And here they are! The 10 best DC stories ever published that you need to read before you die.
10. Sinestro Corps War
History has shown that the Green Lantern comic often showcases some of the best art in comic books. Each page is littered with breathtaking imagery that ushers the readers around the cosmos. So, when DC announced that they were releasing a book that focuses on Sinestro and his relation to the Lanterns, expectations were sent sky-high.
And boy did the book deliver. Simply flipping through the first couple of pages should be enough to leave any reader breathless. I know that it did for me. Sinestro Corps War sees Sinestro gather an army of beings that can and will inspire fear throughout the galaxy. With the army by his side, he then wages an all-out war against the Guardians of the Universe and the Green Lanterns. The Sinestro Corps War works because at its heart is an art that doesn’t necessarily need words for the reader to understand what’s going on.
9. Longbow Hunters
Green Arrow The Longbow Hunters is the most important Green Arrow story ever written. The book takes the title character and grounds him in a way that had never been done before and probably will never be done again. In an effort to gain market share with a superhero who had lost so much of it, DC hired Mike Grell to write The Longbow Hunters. Grell stripped Oliver Queen of everything he had become known for including his trick arrows and costume and turned him into the street-level hero that we still know him as today.
The Longbow Hunters is perfect because Grell was able to change everything that readers had come to know about the Green Arrow, and replace it with grit, violence, and abuse. Never before had the world seen Green Arrow painted in this light and I’d argue that we will never see it again.
8. Tower of Babel
Perhaps I’m a little biased but the Tower of Babel is one of the best DC stories ever written. The book sees Ra’s al Ghul successfully dismantle the entire Justice League while causing worldwide panic and confusion. And how does he do this?

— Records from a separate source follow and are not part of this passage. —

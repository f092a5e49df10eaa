//! Async WebSocket sessions
//!
//! This module provides the main [`WebSocketStream`] type and the engines
//! behind it. A session owns two operation blocks, one per direction, so a
//! read and a write can be in flight at the same time:
//!
//! - `read` assembles messages and answers control frames
//! - `write` frames, masks and compresses outgoing data
//! - `close` runs the close handshake and tears the transport down
//!
//! # Split Streams
//!
//! For concurrent send/receive, use the `split()` method:
//!
//! ```ignore
//! let (mut reader, mut writer) = ws.split();
//!
//! // Spawn a task for reading
//! let read_task = tokio::spawn(async move {
//!     while let Some(msg) = reader.next().await {
//!         println!("Received: {:?}", msg);
//!     }
//! });
//!
//! // Send messages from another task
//! writer.send(Message::text("Hello")).await?;
//! ```

mod close;
mod read;
mod session;
mod timeout;
mod websocket;
mod write;


pub use timeout::TimeoutStream;
pub use websocket::*;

Simple. Ra’s al Ghul uses the exact measures that Batman created to take down the Justice League if any member were to ever go rogue. That’s right. Batman created and kept a textbook guide on how to beat any and all members of the Justice League should they ever need to be taken down.
As you can imagine, such knowledge would cause animosity among the members…and it did. Sure, by the book’s end, Ra’s had been defeated but the defeat came at a cost. Batman had simultaneously left the Justice League and lost their trust.
7. Superman Red Son
What would’ve happened in Superman landed in the U.S.S.R. instead of the U.S.A.? That’s the question Superman Red Son asks and then answers.The book is a rhetorical creation that sees Superman as a part of Communist Russia during the time of Stalin. It sees Superman rise to power and wage a war against the United States and its President, Lex Luthor.
Superman Red Son is one of the best “What if?” comics ever written not because it tells a great story. Rather, Superman Red Son is one of the best “What if?” comics ever written because it paints a perfect picture of how different the world could’ve been.
6. Kingdom Come
What makes Kingdom Come so special is that it does the exact opposite of what comic books were doing at the time of its release. While they were focussing on vigilante heroes who seek justice by any means necessary, Kingdom Come reminds comics what a true hero actually is.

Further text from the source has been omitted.